6. PSC (People with significant control) register
From 6 April 2016 companies, including not for profit companies, are legally required to keep a register of individuals or legal entities that have control over them, known as ‘people with significant control (PSC)’ and ‘relevant legal entities (RLEs)’. The PSC register must be established and maintained by companies and the information filed at Companies House on a continual basis. If the company does not have any people with significant control, it still must comply with this. For more information please see our PSC register guidance.

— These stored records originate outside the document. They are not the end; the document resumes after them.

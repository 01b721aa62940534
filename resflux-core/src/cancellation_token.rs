// Copyright 2025 Umberto Gotti <umberto.gotti@umbertogotti.dev>
// Licensed under the Apache License, Version 2.0
// http://www.apache.org/licenses/LICENSE-2.0

//! Runtime-agnostic cancellation signal shared between a subscription handle
//! and the task that drives the subscribed stream.

use event_listener::{Event, EventListener};
use std::future::Future;
use std::pin::Pin;
use std::sync::atomic::{AtomicBool, Ordering};
use std::sync::Arc;
use std::task::{Context, Poll};

/// Cloneable cancellation flag with async notification.
///
/// Every clone observes the same state. Once [`cancel`](Self::cancel) is called the
/// token stays cancelled and every pending [`cancelled`](Self::cancelled) future
/// resolves.
///
/// # Example
///
/// ```
/// use resflux_core::CancellationToken;
///
/// # futures::executor::block_on(async {
/// let token = CancellationToken::new();
/// let observer = token.clone();
///
/// token.cancel();
/// observer.cancelled().await;
/// assert!(observer.is_cancelled());
/// # });
/// ```
#[derive(Clone, Debug)]
pub struct CancellationToken {
    shared: Arc<Shared>,
}

#[derive(Debug)]
struct Shared {
    cancelled: AtomicBool,
    event: Event,
}

impl CancellationToken {
    /// Creates a token that is not cancelled.
    pub fn new() -> Self {
        Self {
            shared: Arc::new(Shared {
                cancelled: AtomicBool::new(false),
                event: Event::new(),
            }),
        }
    }

    /// Cancels the token and wakes every waiter. Idempotent.
    pub fn cancel(&self) {
        if self.shared.cancelled.swap(true, Ordering::AcqRel) {
            return;
        }

        debug!("cancellation token triggered");
        self.shared.event.notify(usize::MAX);
    }

    /// Returns `true` once [`cancel`](Self::cancel) has been called on any clone.
    pub fn is_cancelled(&self) -> bool {
        self.shared.cancelled.load(Ordering::Acquire)
    }

    /// Returns a future that resolves when the token is cancelled.
    pub fn cancelled(&self) -> Cancelled<'_> {
        Cancelled {
            token: self,
            listener: None,
        }
    }
}

impl Default for CancellationToken {
    fn default() -> Self {
        Self::new()
    }
}

/// Future returned by [`CancellationToken::cancelled`].
#[must_use = "futures do nothing unless polled"]
pub struct Cancelled<'a> {
    token: &'a CancellationToken,
    listener: Option<EventListener>,
}

impl Future for Cancelled<'_> {
    type Output = ();

    fn poll(self: Pin<&mut Self>, cx: &mut Context<'_>) -> Poll<()> {
        let this = self.get_mut();

        loop {
            if this.token.is_cancelled() {
                return Poll::Ready(());
            }

            match this.listener.as_mut() {
                // Registered before the flag is re-checked, so a concurrent cancel is never missed
                None => this.listener = Some(this.token.shared.event.listen()),
                Some(listener) => {
                    if Pin::new(listener).poll(cx).is_pending() {
                        return Poll::Pending;
                    }
                    this.listener = None;
                }
            }
        }
    }
}
// Copyright 2025 Umberto Gotti <umberto.gotti@umbertogotti.dev>
// Licensed under the Apache License, Version 2.0
// http://www.apache.org/licenses/LICENSE-2.0

//! Constructors for single-result sources.
//!
//! Each source yields exactly one `Result` and then ends. Nothing is evaluated
//! until the source is first polled.
//!
//! ```
//! use resflux_stream::source;
//! use futures::StreamExt;
//!
//! # futures::executor::block_on(async {
//! let mut one = source::ok::<_, &str>(1);
//! assert_eq!(one.next().await, Some(Ok(1)));
//! assert_eq!(one.next().await, None);
//! # });
//! ```

use futures::future::{self, Ready};
use futures::stream::{self, Once, Stream};

/// A source that yields one precomputed `Result`.
pub type Just<T, E> = Once<Ready<Result<T, E>>>;

/// Creates a source that succeeds once with `value`.
pub fn ok<T, E>(value: T) -> Just<T, E> {
    from_result(Ok(value))
}

/// Creates a source that fails once with `error`.
pub fn err<T, E>(error: E) -> Just<T, E> {
    from_result(Err(error))
}

/// Creates a source that yields `result` once.
pub fn from_result<T, E>(result: Result<T, E>) -> Just<T, E> {
    stream::once(future::ready(result))
}

/// Creates a source whose `Result` is produced by `f` when the source is first polled.
///
/// Each call to `deferred` gets its own evaluation: building the source does not run `f`.
///
/// ```
/// use resflux_stream::source;
/// use futures::StreamExt;
/// use std::cell::Cell;
///
/// # futures::executor::block_on(async {
/// let calls = Cell::new(0);
/// let mut lazy = source::deferred(|| {
///     calls.set(calls.get() + 1);
///     Ok::<_, ()>("computed")
/// });
/// assert_eq!(calls.get(), 0);
///
/// assert_eq!(lazy.next().await, Some(Ok("computed")));
/// assert_eq!(calls.get(), 1);
/// # });
/// ```
pub fn deferred<T, E, F>(f: F) -> impl Stream<Item = Result<T, E>> + Unpin
where
    F: FnOnce() -> Result<T, E>,
{
    stream::once(future::lazy(move |_| f()))
}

A company must include certain information on most of its communications:
1. Company Name
A company is required to write its full registered name on all notices (of meetings, etc.), official publications, cheques, invoices, receipts, letters of credit and conveyance whether in hard copy, electronic or other form. For example, NICVA’s full registered name is Northern Ireland Council for Voluntary Action.
A company is also required to display its full registered name at its registered office and any other place or location where it carries on its business (except a location which is primarily used for living accommodation). A nameplate is not required however the name must be displayed continuously and must be easily seen by any visitor, it must be visible to the naked eye - on an electrical display for example.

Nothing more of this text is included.